An unveiling of artifacts

The Tale of the Librarian's Fifth Wife is collection of moments, an assemblage of events, a bread basket of words, a swap meet of scraps left behind from a beautiful romance that will help clue you in to the real deal, to the life of two star crossed lovers that has already been lived and left behind. For the moment, anyway.


Our lives lie scattered over several states and a half a case worth of decades. It's not so much a want as a need to do this, to gather together the splinters and the shards of our times and share them here with you. Those bits and pieces of flotsam and jetsam found below in this winsome log are the bits and pieces of our times, a smattering of the trinkets of the love that Jane and I gathered up over the course of five long hard years. How they come to you now is in a story of sorts, a type of autobiographical fiction, with images cadged from places other than our satchel. Give it time, photos, sepia, wrinkled, pocket worn, are yet to come.

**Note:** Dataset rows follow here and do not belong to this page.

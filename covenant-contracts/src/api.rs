//! Caller-facing helpers for driving checks around an operation

use crate::enforcer::ContractEnforcer;
use crate::errors::ContractResult;
use covenant_core::{Instance, TestContext};
use serde::{Deserialize, Serialize};

/// Where a checked item lives
#[derive(Debug, Clone, Default, PartialEq, Eq, Serialize, Deserialize)]
pub struct CheckSite {
    pub item_name: String,
    pub file_name: String,
    pub line_number: u32,
}

impl CheckSite {
    pub fn new(item_name: impl Into<String>, file_name: impl Into<String>, line_number: u32) -> Self {
        Self {
            item_name: item_name.into(),
            file_name: file_name.into(),
            line_number,
        }
    }

    /// A fresh context for this site
    pub fn context(&self) -> TestContext {
        TestContext::new(self.item_name.clone()).at(self.file_name.clone(), self.line_number)
    }
}

impl ContractEnforcer {
    /// Build a context for `site` and check a precondition
    pub fn run_pre(
        &mut self,
        site: &CheckSite,
        instance: Option<Instance>,
        args: Vec<Instance>,
        expression: &str,
    ) -> ContractResult<TestContext> {
        let mut context = site.context().with_args(args);
        context.instance = instance;
        self.check_pre(&context, expression)?;
        Ok(context)
    }

    /// Record the values a postcondition's `$old(...)` references need
    pub fn capture_old(&mut self, context: &mut TestContext, post_expression: &str) {
        self.capture_old_values_for(context, post_expression);
    }

    /// Attach the result to `context` and check a postcondition
    pub fn run_post(
        &mut self,
        context: &mut TestContext,
        result: Option<Instance>,
        expression: &str,
    ) -> ContractResult<()> {
        if let Some(result) = result {
            context.set_result(result);
        }
        self.check_post(context, expression)
    }

    pub fn run_invariant(
        &mut self,
        site: &CheckSite,
        instance: Instance,
        expression: &str,
    ) -> ContractResult<()> {
        let context = site.context().with_instance(instance);
        self.check_invariant(&context, expression)
    }
}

So, what else is there to do but get out that cobbled together blanket of dreams from the back of the car, spread it out under the branches of our favorite green and noble Oregon Maple tree that we both loved and share these words and tales of those long ago times with you. It was a wonderful time. Sit a spell, grab your spectacles and come ride along with us for awhile.

Love, Jane, the Professora and Roger, the Wild Half Mexican Boy



Wednesday, July 21, 2021

Time never settles

 


I am here on the coast again. Well, inland, in a small town in Southern Oregon. I am only hours away from you. I have peeked into you life via Facebook. But, my love, that is as far as any of that goes.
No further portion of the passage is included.